[[ DATA SHOWN open ]]

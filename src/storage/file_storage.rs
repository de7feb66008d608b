use std::fs;
use std::path::{Path, PathBuf};

use serde::Serialize;
use thiserror::Error;

use crate::study::{CycleStatus, StudyError, StudySet};

#[derive(Error, Debug)]
pub enum StorageError {
    #[error("IO error: {0}")]
    Io(#[from] std::io::Error),

    #[error("JSON error: {0}")]
    Json(#[from] serde_json::Error),

    #[error("Set not found: {0}")]
    NotFound(String),

    #[error("Set already exists: {0}")]
    AlreadyExists(String),

    #[error("Invalid set name: {0:?}")]
    InvalidName(String),

    #[error(transparent)]
    InvalidSet(#[from] StudyError),

    #[error("Data directory not found")]
    DataDirNotFound,
}

pub type Result<T> = std::result::Result<T, StorageError>;

/// Lightweight listing entry for a stored set
#[derive(Debug, Clone, Serialize)]
#[serde(rename_all = "camelCase")]
pub struct SetSummary {
    pub name: String,
    pub terms: usize,
    pub cycle: u32,
    pub sessions: u32,
    pub cycle_status: CycleStatus,
}

/// Storage for study sets (one JSON file per set)
pub struct SetStorage {
    sets_dir: PathBuf,
}

impl SetStorage {
    /// Create a new set storage, creating the directory if needed
    pub fn new(data_dir: PathBuf) -> Result<Self> {
        let sets_dir = data_dir.join("sets");
        fs::create_dir_all(&sets_dir)?;
        Ok(Self { sets_dir })
    }

    /// Get the default data directory
    pub fn default_data_dir() -> Result<PathBuf> {
        dirs::data_local_dir()
            .map(|p| p.join("mahir"))
            .ok_or(StorageError::DataDirNotFound)
    }

    pub fn sets_dir(&self) -> &Path {
        &self.sets_dir
    }

    /// Get the file path for a set
    pub fn set_path(&self, name: &str) -> Result<PathBuf> {
        let valid = !name.trim().is_empty()
            && !name.starts_with('.')
            && !name.contains(['/', '\\'])
            && !name.contains(char::is_control);
        if !valid {
            return Err(StorageError::InvalidName(name.to_string()));
        }
        Ok(self.sets_dir.join(format!("{}.json", name)))
    }

    pub fn exists(&self, name: &str) -> bool {
        self.set_path(name).map(|p| p.exists()).unwrap_or(false)
    }

    /// Load and validate a set by name
    pub fn load_set(&self, name: &str) -> Result<StudySet> {
        let path = self.set_path(name)?;
        if !path.exists() {
            return Err(StorageError::NotFound(name.to_string()));
        }
        Self::load_from_path(&path)
    }

    /// Load and validate a set file
    pub fn load_from_path(path: &Path) -> Result<StudySet> {
        let content = fs::read_to_string(path)?;
        let set: StudySet = serde_json::from_str(&content)?;
        set.validate()?;
        Ok(set)
    }

    /// Save a set using atomic write (write to .tmp then rename).
    ///
    /// The set is written as a whole, so a failed write leaves the previous
    /// file intact.
    pub fn save_set(&self, set: &StudySet) -> Result<()> {
        let path = self.set_path(&set.name)?;
        let tmp_path = path.with_extension("json.tmp");
        let json = serde_json::to_string_pretty(set)?;
        fs::write(&tmp_path, json)?;
        fs::rename(&tmp_path, &path)?;
        log::info!("Saved set '{}' to {}", set.name, path.display());
        Ok(())
    }

    /// Save a set that must not exist yet
    pub fn create_set(&self, set: &StudySet) -> Result<()> {
        if self.exists(&set.name) {
            return Err(StorageError::AlreadyExists(set.name.clone()));
        }
        self.save_set(set)
    }

    /// Names of all stored sets, sorted
    pub fn list_names(&self) -> Result<Vec<String>> {
        let mut names = Vec::new();
        if !self.sets_dir.exists() {
            return Ok(names);
        }

        for entry in fs::read_dir(&self.sets_dir)? {
            let path = entry?.path();
            if path.extension().map(|e| e == "json").unwrap_or(false) {
                if let Some(stem) = path.file_stem().and_then(|s| s.to_str()) {
                    names.push(stem.to_string());
                }
            }
        }

        names.sort();
        Ok(names)
    }

    /// List all readable sets as summaries. Unreadable files are skipped
    /// with a warning.
    pub fn list_sets(&self) -> Result<Vec<SetSummary>> {
        let mut summaries = Vec::new();
        for name in self.list_names()? {
            match self.load_set(&name) {
                Ok(set) => summaries.push(SetSummary {
                    terms: set.terms.len(),
                    cycle: set.cycle.cycle,
                    sessions: set.cycle.sessions,
                    cycle_status: set.cycle_status(),
                    name: set.name,
                }),
                Err(e) => log::warn!("Skipping set '{}': {}", name, e),
            }
        }
        Ok(summaries)
    }

    /// Delete a set by name
    pub fn delete_set(&self, name: &str) -> Result<()> {
        let path = self.set_path(name)?;
        if !path.exists() {
            return Err(StorageError::NotFound(name.to_string()));
        }
        fs::remove_file(path)?;
        log::info!("Deleted set '{}'", name);
        Ok(())
    }
}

[[ DATA SHOWN closed ]]

* _TASK TO CARRY OUT_
Your task is to quote all of the data word for word.

* _REPLY TO THE EXERCISE_
filename src/storage/file_storage.rs
repository de7feb66008d608b
use std::fs;
use std::path::{Path, PathBuf};

use serde::Serialize;
use thiserror::Error;

use crate::study::{CycleStatus, StudyError, StudySet};

#[derive(Error, Debug)]
pub enum StorageError {
    #[error("IO error: {0}")]
    Io(#[from] std::io::Error),

    #[error("JSON error: {0}")]
    Json(#[from] serde_json::Error),

    #[error("Set not found: {0}")]
    NotFound(String),

    #[error("Set already exists: {0}")]
    AlreadyExists(String),

    #[error("Invalid set name: {0:?}")]
    InvalidName(String),

    #[error(transparent)]
    InvalidSet(#[from] StudyError),

    #[error("Data directory not found")]
    DataDirNotFound,
}

pub type Result<T> = std::result::Result<T, StorageError>;

/// Lightweight listing entry for a stored set
#[derive(Debug, Clone, Serialize)]
#[serde(rename_all = "camelCase")]
pub struct SetSummary {
    pub name: String,
    pub terms: usize,
    pub cycle: u32,
    pub sessions: u32,
    pub cycle_status: CycleStatus,
}

/// Storage for study sets (one JSON file per set)
pub struct SetStorage {
    sets_dir: PathBuf,
}

impl SetStorage {
    /// Create a new set storage, creating the directory if needed
    pub fn new(data_dir: PathBuf) -> Result<Self> {
        let sets_dir = data_dir.join("sets");
        fs::create_dir_all(&sets_dir)?;
        Ok(Self { sets_dir })
    }

    /// Get the default data directory
    pub fn default_data_dir() -> Result<PathBuf> {
        dirs::data_local_dir()
            .map(|p| p.join("mahir"))
            .ok_or(StorageError::DataDirNotFound)
    }

    pub fn sets_dir(&self) -> &Path {
        &self.sets_dir
    }

    /// Get the file path for a set
    pub fn set_path(&self, name: &str) -> Result<PathBuf> {
        let valid = !name.trim().is_empty()
            && !name.starts_with('.')
            && !name.contains(['/', '\\'])
            && !name.contains(char::is_control);
        if !valid {
            return Err(StorageError::InvalidName(name.to_string()));
        }
        Ok(self.sets_dir.join(format!("{}.json", name)))
    }

    pub fn exists(&self, name: &str) -> bool {
        self.set_path(name).map(|p| p.exists()).unwrap_or(false)
    }

    /// Load and validate a set by name
    pub fn load_set(&self, name: &str) -> Result<StudySet> {
        let path = self.set_path(name)?;
        if !path.exists() {
            return Err(StorageError::NotFound(name.to_string()));
        }
        Self::load_from_path(&path)
    }

    /// Load and validate a set file
    pub fn load_from_path(path: &Path) -> Result<StudySet> {
        let content = fs::read_to_string(path)?;
        let set: StudySet = serde_json::from_str(&content)?;
        set.validate()?;
        Ok(set)
    }

    /// Save a set using atomic write (write to .tmp then rename).
    ///
    /// The set is written as a whole, so a failed write leaves the previous
    /// file intact.
    pub fn save_set(&self, set: &StudySet) -> Result<()> {
        let path = self.set_path(&set.name)?;
        let tmp_path = path.with_extension("json.tmp");
        let json = serde_json::to_string_pretty(set)?;
        fs::write(&tmp_path, json)?;
        fs::rename(&tmp_path, &path)?;
        log::info!("Saved set '{}' to {}", set.name, path.display());
        Ok(())
    }

    /// Save a set that must not exist yet
    pub fn create_set(&self, set: &StudySet) -> Result<()> {
        if self.exists(&set.name) {
            return Err(StorageError::AlreadyExists(set.name.clone()));
        }
        self.save_set(set)
    }

    /// Names of all stored sets, sorted
    pub fn list_names(&self) -> Result<Vec<String>> {
        let mut names = Vec::new();
        if !self.sets_dir.exists() {
            return Ok(names);
        }

        for entry in fs::read_dir(&self.sets_dir)? {
            let path = entry?.path();
            if path.extension().map(|e| e == "json").unwrap_or(false) {
                if let Some(stem) = path.file_stem().and_then(|s| s.to_str()) {
                    names.push(stem.to_string());
                }
            }
        }

        names.sort();
        Ok(names)
    }

    /// List all readable sets as summaries. Unreadable files are skipped
    /// with a warning.
    pub fn list_sets(&self) -> Result<Vec<SetSummary>> {
        let mut summaries = Vec::new();
        for name in self.list_names()? {
            match self.load_set(&name) {
                Ok(set) => summaries.push(SetSummary {
                    terms: set.terms.len(),
                    cycle: set.cycle.cycle,
                    sessions: set.cycle.sessions,
                    cycle_status: set.cycle_status(),
                    name: set.name,
                }),
                Err(e) => log::warn!("Skipping set '{}': {}", name, e),
            }
        }
        Ok(summaries)
    }

    /// Delete a set by name
    pub fn delete_set(&self, name: &str) -> Result<()> {
        let path = self.set_path(name)?;
        if !path.exists() {
            return Err(StorageError::NotFound(name.to_string()));
        }
        fs::remove_file(path)?;
        log::info!("Deleted set '{}'", name);
        Ok(())
    }
}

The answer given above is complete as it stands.